The Telemarketing Hoax

How to protect yourself from fraudulent phone sales

Congratulations! You are one of 50 lucky winners of a luxurious five-day, four-night cruise to the Bahamas. Enjoy the sand, surf, all meals, accommodations and transportation fee of charge! Plus, if you purchase a plane ticket for a fellow traveler at a discounted price, your companion can enjoy this dream vacation, too! Simply call this toll-fee number within 48 hours to qualify.

If you’ve ever called that number, you’ve probably entered into one of the nation’s biggest schemes: telemarketing fraud. Each year, American consumers lose approximately $40 billion due to fraudulent sales via the telephone. And although telemarketing is a legitimate sales technique, approximately 14,000, or 10%, of the 140,000 telemarketing firms in the United States may be fraudulent, says Cleo Manuel, vice president of public affairs at the National Consumers League in Washington, D.C.

In the past, illegal telemarketers made the initial contact with their targets. “Our advice was, don’t accept or make any offer if you didn’t initiate the call,” says Manuel. “But a couple of years ago, con artists began to get around that by prompting consumers to make the call, either through placing clever advertisements or sending postcards telling them they’d won a prize.”

These illegal operations are typically run out of boiler-rooms, or low-rent offices and motel rooms where salespeople call prospects. Once consumers succumb to a fraudulent offer, their names are put on a mooch list so that telemarketers can “reload,” or target them again. “They hit you up for $100 and then three months later, hit you up for a couple of thousand,” explains Tim Healy, an FBI supervisory special agent for economic crime and telemarketing fraud.
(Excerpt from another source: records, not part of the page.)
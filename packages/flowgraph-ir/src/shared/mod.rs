//! Shared module - Common types and ports
//!
//! Types shared across all features: extractor input records, the graph
//! model (nodes, edges, hierarchies) and the ports external collaborators
//! implement.

pub mod models;
pub mod ports;

// Re-exports for convenience
pub use models::*;
pub use ports::{FunctionResolver, FunctionSpanIndex, TopLevelOnly};
//! Graph edge model

use serde::{de, Deserialize, Deserializer, Serialize, Serializer};
use std::collections::BTreeSet;
use std::fmt;

use super::node::NodeId;

/// Semantic tag vocabulary
pub mod tags {
    pub const NETWORK: &str = "network";
    pub const NETWORK_SOURCE: &str = "network-source";
    pub const NETWORK_TARGET: &str = "network-target";
    pub const REMOTE_SENDER: &str = "remote-sender";
    pub const REMOTE_RECEIVER: &str = "remote-receiver";
    pub const NETWORK_TO_NETWORK: &str = "network-to-network";
    pub const KEYED: &str = "Keyed";
}

/// Dense edge index, rendered as a stringified integer
#[derive(Debug, Clone, Copy, PartialEq, Eq, Hash, PartialOrd, Ord)]
pub struct EdgeId(pub u32);

impl fmt::Display for EdgeId {
    fn fmt(&self, f: &mut fmt::Formatter<'_>) -> fmt::Result {
        write!(f, "{}", self.0)
    }
}

impl Serialize for EdgeId {
    fn serialize<S: Serializer>(&self, serializer: S) -> Result<S::Ok, S::Error> {
        serializer.collect_str(self)
    }
}

impl<'de> Deserialize<'de> for EdgeId {
    fn deserialize<D: Deserializer<'de>>(deserializer: D) -> Result<Self, D::Error> {
        let raw = String::deserialize(deserializer)?;
        raw.parse::<u32>()
            .map(EdgeId)
            .map_err(|_| de::Error::custom(format!("invalid edge id '{}'", raw)))
    }
}

/// Directed dataflow edge between two stages
#[derive(Debug, Clone, PartialEq, Eq, Serialize, Deserialize)]
#[serde(rename_all = "camelCase")]
pub struct Edge {
    pub id: EdgeId,
    pub source: NodeId,
    pub target: NodeId,

    /// Sorted by construction
    #[serde(default)]
    pub semantic_tags: BTreeSet<String>,
}

impl Edge {
    pub fn new(id: EdgeId, source: NodeId, target: NodeId) -> Self {
        Self {
            id,
            source,
            target,
            semantic_tags: BTreeSet::new(),
        }
    }

    pub fn add_tag(&mut self, tag: impl Into<String>) {
        self.semantic_tags.insert(tag.into());
    }

    pub fn has_tag(&self, tag: &str) -> bool {
        self.semantic_tags.contains(tag)
    }
}
// Type-String Parser
//
// Balanced-bracket parsing of generic type strings reported by the type
// oracle, plus the facts derived from them:
// - top-level parameter lists (`parse_type_parameters`)
// - boundedness / ordering (`extract_boundedness`, `extract_ordering`)
// - normalized location with exact tick depth (`parse_location_type`)
// - location grouping labels (`parse_location_label`)
//
// ## Architecture
// - Domain: value types (Boundedness, StreamOrder, CollectionKind, ...)
// - Infrastructure: pure parsing functions, no state

pub mod domain;
pub mod infrastructure;

pub use domain::{
    Boundedness, CollectionKind, CollectionSemantics, LocationConstructor, LocationLabel,
    StreamOrder,
};
pub use infrastructure::{
    base_type_name, extract_boundedness, extract_ordering, parse_collection_semantics,
    parse_location_label, parse_location_type, parse_type_parameters,
};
Schemes to beware of include prize offers or free vacations, business opportunities, credit cards, magazine sales and solicitations for charitable donations. “It doesn’t matter what the product is,” Healy once heard a con man testify. “I could sell dirt. As long as I leave ‘them with the impression they’re going to make more than they invest, I can get them.”

You don’t have to be one of those victims. By knowing a few of the following common schemes, you can stay one step ahead of con artists and beat them at their own game.

Beware of free vacation offers. Like the example described, fraudulent promoters may say you’ve won a free trip. To qualify, however, you’re required to attend a sales promotion or buy a travel club membership. The promoters may insist that you book a discounted trip or provide a credit card number and pay immediately–all telltale signs of fraud. “Be skeptical,” warns Healy. “If they’re asking for money up front, don’t do it.”

Be leery of dialing additional numbers, You may be asked to dial a number with an 809 area code that is answered by a voice mail system prompting you to stay on the line. Instead of being billed a standard rate, you’ll be charged $5-$7 per minute.